Suillus is a genus of basidiomycete fungi in the family Suillaceae and order Boletales. Species in the genus are associated with trees in the pine family (Pinaceae), and are mostly distributed in temperate locations in the Northern Hemisphere, although some species have been introduced to the Southern Hemisphere.[2]
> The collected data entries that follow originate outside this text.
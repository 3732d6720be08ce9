//! Uniform scalar quantization used by the lossy attribute transforms.

#[derive(Debug, Default, Clone, Copy)]
pub struct Quantizer {
    inverse_delta: f32,
}

impl Quantizer {
    pub fn new(range: f32, max_quantized_value: i32) -> Self {
        let inverse_delta = if range > 0.0 {
            max_quantized_value as f32 / range
        } else {
            0.0
        };
        Self { inverse_delta }
    }

    pub fn quantize_float(&self, value: f32) -> i32 {
        let scaled = value * self.inverse_delta;
        (scaled + 0.5).floor() as i32
    }
}

#[derive(Debug, Default, Clone, Copy)]
pub struct Dequantizer {
    delta: f32,
}

impl Dequantizer {
    pub fn new(range: f32, max_quantized_value: i32) -> Option<Self> {
        if max_quantized_value <= 0 {
            return None;
        }
        Some(Self {
            delta: range / max_quantized_value as f32,
        })
    }

    pub fn dequantize_float(&self, value: i32) -> f32 {
        value as f32 * self.delta
    }
}

#[cfg(test)]
mod tests {
    use super::*;

    #[test]
    fn test_quantization_error_is_bounded() {
        let bits = 11;
        let max_value = (1 << bits) - 1;
        let quantizer = Quantizer::new(1.0, max_value);
        let dequantizer = Dequantizer::new(1.0, max_value).unwrap();
        for i in 0..=1000 {
            let value = i as f32 / 1000.0;
            let restored = dequantizer.dequantize_float(quantizer.quantize_float(value));
            assert!((value - restored).abs() <= 1.0 / max_value as f32);
        }
    }

    #[test]
    fn test_zero_range() {
        let quantizer = Quantizer::new(0.0, 255);
        assert_eq!(quantizer.quantize_float(12.5), 0);
    }
}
The genus Suillus was first defined by Pier Antonio Micheli in his 1729 work Nova plantarum genera, however it is not valid as it predates the 1753 start of Linnean taxonomy.[3] Fries sanctioned the use by British botanist Samuel Frederick Gray in the first volume of his 1821 work A Natural Arrangement of British Plants. Setting Suillus luteus as the type species, he described the genus as those mushrooms with a centrally placed stipe, a distinct ring, a circular cap, and tubes that are stuck together.[4]

They have been commonly called "slippery jacks" because the cap of the fruit body is sometimes slimy. The genus name is derived from the Latin sus, meaning "pig". Before 1997, the genus Suillus was considered part of the family Boletaceae.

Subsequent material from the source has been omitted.